Коростелев почти не бывал с ними. С утра он уходил сдавать дела (так он говорил теперь: «Ну, я пошел сдавать дела Аверкиеву»). Но он помнил о Сереже: один раз, проснувшись, Сережа нашел возле кровати новые кубики, другой раз — коричневую обезьяну. Сережа полюбил обезьяну. Она была его дочкой. Она была красивая, как та царевна. Он говорил ей: «Ты, брат». Он ехал в Холмогоры и брал ее с собой. Шепча и целуя ее холодную пластмассовую морду, он укладывал ее спать.
НАКАНУНЕ ДНЯ ОТЪЕЗДА
Пришли незнакомые дядьки, посдвинули мебель в столовой и в маминой комнате и упаковали в рогожу.
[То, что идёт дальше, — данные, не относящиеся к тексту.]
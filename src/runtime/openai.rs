//! OpenAI-compatible chat-completions runtime
//!
//! Groq, OpenAI and Anthropic all expose `POST {base}/chat/completions` with
//! function calling, so one adapter serves the whole model catalog.

use super::{AgentRuntime, RuntimeMessage, RuntimeRequest};
use crate::catalog::{ModelSpec, Provider};
use crate::client::{http_client, status_error};
use crate::config::Settings;
use crate::error::OrchestrationError;
use crate::models::ChatRole;
use crate::tools::{ToolDefinition, ToolRegistry};
use crate::Result;
use async_trait::async_trait;
use reqwest::Client;
use serde::{Deserialize, Serialize};
use serde_json::{json, Value};
use tracing::{debug, info};

//
// ================= Wire Types =================
//

#[derive(Debug, Serialize)]
struct CompletionRequest<'a> {
    model: &'a str,
    temperature: f32,
    messages: &'a [WireMessage],
    #[serde(skip_serializing_if = "Vec::is_empty")]
    tools: Vec<WireTool<'a>>,
}

#[derive(Debug, Serialize)]
struct WireTool<'a> {
    #[serde(rename = "type")]
    kind: &'static str,
    function: &'a ToolDefinition,
}

#[derive(Debug, Clone, Serialize)]
struct WireMessage {
    role: &'static str,
    #[serde(skip_serializing_if = "Option::is_none")]
    content: Option<String>,
    #[serde(skip_serializing_if = "Vec::is_empty")]
    tool_calls: Vec<ToolCall>,
    #[serde(skip_serializing_if = "Option::is_none")]
    tool_call_id: Option<String>,
}

impl WireMessage {
    fn text(role: &'static str, content: &str) -> Self {
        Self {
            role,
            content: Some(content.to_string()),
            tool_calls: Vec::new(),
            tool_call_id: None,
        }
    }
}

#[derive(Debug, Clone, Serialize, Deserialize)]
struct ToolCall {
    id: String,
    #[serde(rename = "type", default = "function_kind")]
    kind: String,
    function: FunctionCall,
}

fn function_kind() -> String {
    "function".to_string()
}

#[derive(Debug, Clone, Serialize, Deserialize)]
struct FunctionCall {
    name: String,
    #[serde(default)]
    arguments: String,
}

#[derive(Debug, Deserialize)]
struct CompletionResponse {
    #[serde(default)]
    choices: Vec<Choice>,
    #[serde(default)]
    usage: Option<Value>,
}

#[derive(Debug, Deserialize)]
struct Choice {
    message: AssistantMessage,
}

#[derive(Debug, Deserialize)]
struct AssistantMessage {
    #[serde(default)]
    content: Option<String>,
    #[serde(default)]
    tool_calls: Option<Vec<ToolCall>>,
}

//
// ================= Runtime =================
//

/// Reusable chat-completions client (connection-pooled)
pub struct ChatCompletionsRuntime {
    client: Client,
    settings: Settings,
    base_url_override: Option<String>,
}

impl ChatCompletionsRuntime {
    pub fn new(settings: Settings) -> Result<Self> {
        Ok(Self {
            client: http_client()?,
            settings,
            base_url_override: None,
        })
    }

    /// Send every provider to one endpoint (local gateways, tests)
    pub fn with_base_url(mut self, base_url: &str) -> Self {
        self.base_url_override = Some(base_url.trim_end_matches('/').to_string());
        self
    }

    fn endpoint(&self, provider: Provider) -> String {
        let base = self
            .base_url_override
            .as_deref()
            .unwrap_or_else(|| provider.base_url());
        format!("{}/chat/completions", base)
    }

    async fn complete(
        &self,
        model: &ModelSpec,
        messages: &[WireMessage],
        definitions: &[ToolDefinition],
    ) -> Result<CompletionResponse> {
        let api_key = self.settings.provider_key(model.provider);
        if api_key.is_empty() {
            return Err(OrchestrationError::ConfigError(format!(
                "No API key configured for model {}",
                model.model_id
            )));
        }

        let request = CompletionRequest {
            model: model.api_model_name,
            temperature: model.temperature,
            messages,
            tools: definitions
                .iter()
                .map(|function| WireTool {
                    kind: "function",
                    function,
                })
                .collect(),
        };

        let response = self
            .client
            .post(self.endpoint(model.provider))
            .bearer_auth(api_key)
            .json(&request)
            .send()
            .await?;

        if !response.status().is_success() {
            return Err(status_error(response).await);
        }

        response
            .json::<CompletionResponse>()
            .await
            .map_err(|e| OrchestrationError::RuntimeError(format!("Invalid completion response: {}", e)))
    }
}

#[async_trait]
impl AgentRuntime for ChatCompletionsRuntime {
    async fn invoke(
        &self,
        request: RuntimeRequest<'_>,
        tools: &ToolRegistry,
    ) -> Result<Vec<RuntimeMessage>> {
        let definitions = tools.definitions();

        let mut wire = Vec::with_capacity(request.messages.len() + 1);
        wire.push(WireMessage::text("system", &request.system_prompt));
        for m in &request.messages {
            let role = match m.role {
                ChatRole::User => "user",
                ChatRole::Assistant => "assistant",
            };
            wire.push(WireMessage::text(role, &m.content));
        }

        let mut produced = Vec::new();

        for iteration in 1..=request.iteration_cap {
            debug!(iteration, model = request.model.model_id, "Calling chat completions");
            let response = self.complete(request.model, &wire, &definitions).await?;

            let message = response
                .choices
                .into_iter()
                .next()
                .map(|c| c.message)
                .ok_or_else(|| OrchestrationError::RuntimeError("Completion had no choices".to_string()))?;

            let calls = message.tool_calls.unwrap_or_default();
            produced.push(RuntimeMessage::assistant(
                message.content.clone().unwrap_or_default(),
                response.usage,
            ));

            if calls.is_empty() {
                info!(iterations = iteration, "Agent loop finished");
                return Ok(produced);
            }

            wire.push(WireMessage {
                role: "assistant",
                content: message.content,
                tool_calls: calls.clone(),
                tool_call_id: None,
            });

            for call in calls {
                let output = match serde_json::from_str::<Value>(&call.function.arguments) {
                    Ok(args) => tools.execute(&call.function.name, args).await?,
                    Err(_) if call.function.arguments.trim().is_empty() => {
                        tools.execute(&call.function.name, json!({})).await?
                    }
                    Err(e) => json!({ "error": format!("Invalid tool arguments: {}", e) }).to_string(),
                };

                debug!(tool = %call.function.name, "Tool result returned to model");
                produced.push(RuntimeMessage::tool(&call.function.name, output.clone()));
                wire.push(WireMessage {
                    role: "tool",
                    content: Some(output),
                    tool_calls: Vec::new(),
                    tool_call_id: Some(call.id),
                });
            }
        }

        Err(OrchestrationError::IterationLimit(request.iteration_cap))
    }
}

#[cfg(test)]
mod tests {
    use super::*;
    use crate::catalog::model_spec;
    use crate::models::ChatMessage;
    use crate::testing::MockMarket;
    use crate::tools::create_default_registry;
    use std::sync::Arc;
    use wiremock::matchers::{body_partial_json, header, method, path};
    use wiremock::{Mock, MockServer, ResponseTemplate};

    fn settings() -> Settings {
        Settings {
            groq_api_key: "gsk-test".to_string(),
            ..Settings::default()
        }
    }

    fn registry() -> ToolRegistry {
        create_default_registry(Arc::new(MockMarket::new()))
    }

    fn request(cap: u32) -> RuntimeRequest<'static> {
        RuntimeRequest {
            model: model_spec("llama-3.3-70b-versatile"),
            system_prompt: "system".to_string(),
            messages: vec![ChatMessage::user("What is AAPL trading at?")],
            iteration_cap: cap,
        }
    }

    fn tool_call_body() -> Value {
        json!({
            "choices": [{ "message": {
                "content": null,
                "tool_calls": [{
                    "id": "call_1",
                    "type": "function",
                    "function": { "name": "stock_price", "arguments": "{\"symbol\":\"AAPL\"}" }
                }]
            }}],
            "usage": { "prompt_tokens": 100, "completion_tokens": 10 }
        })
    }

    fn answer_body() -> Value {
        json!({
            "choices": [{ "message": { "content": "AAPL is trading at $104.00." } }],
            "usage": { "prompt_tokens": 150, "completion_tokens": 20 }
        })
    }

    #[tokio::test]
    async fn test_tool_loop_then_answer() {
        let server = MockServer::start().await;
        Mock::given(method("POST"))
            .and(path("/chat/completions"))
            .and(header("authorization", "Bearer gsk-test"))
            .and(body_partial_json(json!({ "model": "llama-3.3-70b-versatile" })))
            .respond_with(ResponseTemplate::new(200).set_body_json(tool_call_body()))
            .up_to_n_times(1)
            .mount(&server)
            .await;
        Mock::given(method("POST"))
            .and(path("/chat/completions"))
            .respond_with(ResponseTemplate::new(200).set_body_json(answer_body()))
            .mount(&server)
            .await;

        let runtime = ChatCompletionsRuntime::new(settings())
            .unwrap()
            .with_base_url(&server.uri());
        let messages = runtime.invoke(request(5), &registry()).await.unwrap();

        assert_eq!(messages.len(), 3);
        assert_eq!(messages[1].tool_name.as_deref(), Some("stock_price"));
        assert!(messages[1].content.as_deref().unwrap().contains("\"current_price\": 104.0"));
        assert_eq!(messages[2].content.as_deref(), Some("AAPL is trading at $104.00."));
        assert_eq!(messages[2].usage.as_ref().unwrap()["prompt_tokens"], 150);
    }

    #[tokio::test]
    async fn test_iteration_cap() {
        let server = MockServer::start().await;
        Mock::given(method("POST"))
            .respond_with(ResponseTemplate::new(200).set_body_json(tool_call_body()))
            .mount(&server)
            .await;

        let runtime = ChatCompletionsRuntime::new(settings())
            .unwrap()
            .with_base_url(&server.uri());
        let err = runtime.invoke(request(2), &registry()).await.unwrap_err();
        assert!(matches!(err, OrchestrationError::IterationLimit(2)));
    }

    #[tokio::test]
    async fn test_rate_limit_is_typed() {
        let server = MockServer::start().await;
        Mock::given(method("POST"))
            .respond_with(ResponseTemplate::new(429).insert_header("Retry-After", "12"))
            .mount(&server)
            .await;

        let runtime = ChatCompletionsRuntime::new(settings())
            .unwrap()
            .with_base_url(&server.uri());
        let err = runtime.invoke(request(3), &registry()).await.unwrap_err();
        assert!(matches!(err, OrchestrationError::RateLimited { retry_after_secs: 12 }));
    }

    #[tokio::test]
    async fn test_missing_key_is_config_error() {
        let runtime = ChatCompletionsRuntime::new(Settings::default()).unwrap();
        let err = runtime.invoke(request(3), &registry()).await.unwrap_err();
        assert!(matches!(err, OrchestrationError::ConfigError(_)));
    }

    #[test]
    fn test_tool_message_serialization() {
        let msg = WireMessage {
            role: "tool",
            content: Some("{}".to_string()),
            tool_calls: Vec::new(),
            tool_call_id: Some("call_1".to_string()),
        };
        let json = serde_json::to_value(&msg).unwrap();
        assert_eq!(json["tool_call_id"], "call_1");
        assert!(json.get("tool_calls").is_none());
    }
}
Мама сняла занавески и абажуры и портреты со стен. И в комнатах стало безобразно и бесприютно: обрывки шпагата на полу, на выцветших обоях темные четырехугольники там, где висели портреты. Только тети Пашина комната да кухня были островками среди этого унылого безобразия. Голые электрические лампочки светили на голые стены, голые окна и рыжую рогожу. Громоздились стулья, поставленные друг на друга, задирая к потолку исцарапанные ножки.